(Stored data)
= = =

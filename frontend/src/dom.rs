use wasm_bindgen::closure::Closure;
use wasm_bindgen::JsCast;
use web_sys::{Document, Element, Event, EventTarget, HtmlElement, Window};

use crate::error::{Result, SiteError};

pub fn window() -> Result<Window> {
    web_sys::window().ok_or(SiteError::NoWindow)
}

pub fn document() -> Result<Document> {
    window()?.document().ok_or(SiteError::NoDocument)
}

/// Current vertical page offset (`pageYOffset`), 0 when unavailable.
pub fn page_offset(window: &Window) -> f64 {
    window.page_y_offset().unwrap_or(0.0)
}

/// First match for `selector`. Invalid selectors count as no match.
pub fn query(document: &Document, selector: &str) -> Option<Element> {
    document.query_selector(selector).ok().flatten()
}

pub fn require(document: &Document, selector: &str) -> Result<Element> {
    query(document, selector).ok_or_else(|| SiteError::MissingElement(selector.to_string()))
}

pub fn require_id(document: &Document, id: &str) -> Result<Element> {
    document
        .get_element_by_id(id)
        .ok_or_else(|| SiteError::MissingElement(format!("#{}", id)))
}

pub fn query_all(document: &Document, selector: &str) -> Result<Vec<Element>> {
    let nodes = document.query_selector_all(selector)?;
    Ok((0..nodes.length())
        .filter_map(|i| nodes.item(i))
        .filter_map(|node| node.dyn_into::<Element>().ok())
        .collect())
}

pub fn as_html(element: &Element) -> Option<&HtmlElement> {
    element.dyn_ref::<HtmlElement>()
}

/// Writes inline style properties in order. Non-HTML elements are skipped.
pub fn set_styles(element: &Element, properties: &[(&str, &str)]) -> Result<()> {
    if let Some(html) = as_html(element) {
        let style = html.style();
        for (name, value) in properties {
            style.set_property(name, value)?;
        }
    }
    Ok(())
}

pub fn remove_style(element: &Element, name: &str) -> Result<()> {
    if let Some(html) = as_html(element) {
        html.style().remove_property(name)?;
    }
    Ok(())
}

/// Attaches `handler` for the lifetime of the page.
pub fn listen<F>(target: &EventTarget, event: &str, handler: F) -> Result<()>
where
    F: FnMut(Event) + 'static,
{
    let callback = Closure::wrap(Box::new(handler) as Box<dyn FnMut(Event)>);
    target.add_event_listener_with_callback(event, callback.as_ref().unchecked_ref())?;
    callback.forget();
    Ok(())
}

/// Runs `f` once the document has been parsed: right away if that already
/// happened, otherwise on `DOMContentLoaded`.
pub fn on_ready<F>(document: &Document, f: F) -> Result<()>
where
    F: FnOnce() + 'static,
{
    if document.ready_state() != "loading" {
        f();
        return Ok(());
    }
    let mut f = Some(f);
    listen(document, "DOMContentLoaded", move |_| {
        if let Some(f) = f.take() {
            f();
        }
    })
}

= = =

• **Aim of the exercise**:
Where does the string "callback" appear in the records? Copy every line that holds it.

• **Reply**:
    let callback = Closure::wrap(Box::new(handler) as Box<dyn FnMut(Event)>);
    target.add_event_listener_with_callback(event, callback.as_ref().unchecked_ref())?;
    callback.forget();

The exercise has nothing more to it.